"Saya tinggal disini sejak 1992 dan sekolah sudah ada. Tapi, berdasarkan keterangan dari warga, SMAN 3 Tangsel ini dibangun karena persetujuan warga dan dibangun diatas lahan fasum," tuturnya.
Ditempat yang sama, Kepala SMAN Kota Tangsel Aan Sri Analiah mengatakan, aksi tersebut merupakan hak warga sekitar yang mungkin putra-putrinya tidak diterima di SMAN 3 Tangsel. "Tapi, saya kembali ke juknis yang dikeluarkan Permendikbud Nomor 3 Tahun 2025 dan Pergub Nomor 261 Tentang SPMB di Banten," ujarnya.
Aan menambahkan, selama pelaksanaan SPMB mengacu dalam aturan tersebut dan kebanyakan warga sekitar mendaftar melalui jalur domisili. "Bahwa jalur domisili itu pemeringkatannya ditentunkan oleh nilai raport semester 1-5. Jadi bukan jarak sekolah ke rumah," tambahnya.
Menurutnya, jalur domisili itu bukan hanya warga sekitar tapi, lingkupnya se-Kecamatan Pamulang.
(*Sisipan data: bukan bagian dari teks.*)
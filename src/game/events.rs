//! Observable output of the engine: the per-tick event stream and the replay log.

use serde::{Deserialize, Serialize};

use crate::game::error::MoveError;
use crate::game::state::{EndReason, MoveCommand};
use crate::game::types::{PieceId, PieceType, PlayerId, Square};

#[derive(Debug, Clone, PartialEq, Eq, Serialize)]
pub struct GameEvent {
    pub tick: u64,
    pub kind: GameEventType,
}

impl GameEvent {
    pub fn new(tick: u64, kind: GameEventType) -> Self {
        Self { tick, kind }
    }
}

#[derive(Debug, Clone, PartialEq, Eq, Serialize)]
#[serde(tag = "event", content = "data")]
pub enum GameEventType {
    GameStarted,
    MoveStarted {
        piece_id: PieceId,
        player: PlayerId,
        path: Vec<Square>,
        start_tick: u64,
        completion_tick: u64,
        /// Rook id and path when the move is a castle.
        castle: Option<(PieceId, Vec<Square>)>,
    },
    MoveCompleted {
        piece_id: PieceId,
        square: Square,
    },
    Capture {
        attacker: PieceId,
        victim: PieceId,
        square: Square,
    },
    Promotion {
        piece_id: PieceId,
        piece_type: PieceType,
    },
    /// A queued submission that failed validation at the tick boundary.
    MoveRejected {
        command: MoveCommand,
        error: MoveError,
    },
    PlayerEliminated {
        player: PlayerId,
    },
    GameOver {
        winner: Option<PlayerId>,
        reason: EndReason,
    },
}

/// One accepted move command, as stored for replays. Never mutated after append.
#[derive(Debug, Clone, Copy, PartialEq, Eq, Serialize, Deserialize)]
pub struct ReplayMove {
    pub tick: u64,
    pub player: PlayerId,
    pub piece_id: PieceId,
    pub from: Square,
    pub to: Square,
}

/// Serialize a tick's events for the broadcast layer.
pub fn events_to_json(events: &[GameEvent]) -> serde_json::Result<String> {
    serde_json::to_string(events)
}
Dirinya tidak bisa membuat keputusan tapi, semuanya keputusannya dari pimpinan yakni Dindikbud dan Gubernur Banten.
Wanita berkerudung tersebut mengaku, dengan sistem domisili tersebut walapun sedekat apapun jaraknya yang dilihat utama adalah nilai raport semester 1-5.
Bila nilainya sama maka akan dilihat jaraknya, bila jaraknya yang satu lebih dekat maka punya peluang lebih besar.
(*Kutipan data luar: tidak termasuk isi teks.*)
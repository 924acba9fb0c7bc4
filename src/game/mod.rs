pub mod types;
pub mod error;
pub mod board;
pub mod layout;
pub mod state;
pub mod events;
pub mod engine;
pub mod replay;

pub mod systems;
pub mod demo;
"Jika jarak masih sama maka akan diseleksi melalui usia dan itu sudah kami sampaikan kepada masyarakat melalui surat edaran melalui RT dan lurah agar disampaikan ke warga," jelasnya.
Aan mengaku, kewenangan SMAN ada di Provinsi Banten dan sekolah hanya pelaksana SPMB dengan juknis dari sana, sistem dari sana, pengumunan juga dari sistem.
"Aksi dan tuntutan warga ini akan kami sampaikan kepada pimpinan dan apapun hasilnya kami tidak bisa memaksa. Saya harap warga legowo. Besok (Kamis) saya akan ke Serang untuk sampaikan aspirasi warga inu," tutupnya.